INPUT MATERIAL:

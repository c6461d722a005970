//! Settings type definitions.
//!
//! All types use `#[serde(rename_all = "camelCase")]` and `#[serde(default)]`,
//! so a settings file only needs the fields it overrides.

mod connection;
mod features;

pub use connection::*;
pub use features::*;

use serde::{Deserialize, Serialize};
pub use tether_core::retry::RetryConfig;

/// Root settings type.
///
/// ```json
/// {
///   "connection": { "baseUrl": "https://app.example.com" },
///   "retry": { "maxRetries": 8 },
///   "heartbeat": { "intervalMs": 15000 }
/// }
/// ```
#[derive(Clone, Debug, Default, PartialEq, Serialize, Deserialize)]
#[serde(rename_all = "camelCase", default)]
pub struct TetherSettings {
    /// Connection target and handshake.
    pub connection: ConnectionSettings,
    /// Reconnection backoff.
    pub retry: RetryConfig,
    /// Heartbeat and latency sampling.
    pub heartbeat: HeartbeatSettings,
    /// Request/response correlation.
    pub requests: RequestSettings,
    /// Outbound queue while disconnected.
    pub queue: QueueSettings,
    /// Inbound message routing.
    pub router: RouterSettings,
    /// Connection health scoring.
    pub health: HealthSettings,
    /// Feature adapter timers and list sizes.
    pub features: FeatureSettings,
    /// Log output.
    pub logging: LoggingSettings,
}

WORK INSTRUCTIONS: Output all of the records exactly, with nothing omitted.

EXERCISE ANSWER:
repository c6461d722a005970
//! Settings type definitions.
//!
//! All types use `#[serde(rename_all = "camelCase")]` and `#[serde(default)]`,
//! so a settings file only needs the fields it overrides.

mod connection;
mod features;

pub use connection::*;
pub use features::*;

use serde::{Deserialize, Serialize};
pub use tether_core::retry::RetryConfig;

/// Root settings type.
///
/// ```json
/// {
///   "connection": { "baseUrl": "https://app.example.com" },
///   "retry": { "maxRetries": 8 },
///   "heartbeat": { "intervalMs": 15000 }
/// }
/// ```
#[derive(Clone, Debug, Default, PartialEq, Serialize, Deserialize)]
#[serde(rename_all = "camelCase", default)]
pub struct TetherSettings {
    /// Connection target and handshake.
    pub connection: ConnectionSettings,
    /// Reconnection backoff.
    pub retry: RetryConfig,
    /// Heartbeat and latency sampling.
    pub heartbeat: HeartbeatSettings,
    /// Request/response correlation.
    pub requests: RequestSettings,
    /// Outbound queue while disconnected.
    pub queue: QueueSettings,
    /// Inbound message routing.
    pub router: RouterSettings,
    /// Connection health scoring.
    pub health: HealthSettings,
    /// Feature adapter timers and list sizes.
    pub features: FeatureSettings,
    /// Log output.
    pub logging: LoggingSettings,
}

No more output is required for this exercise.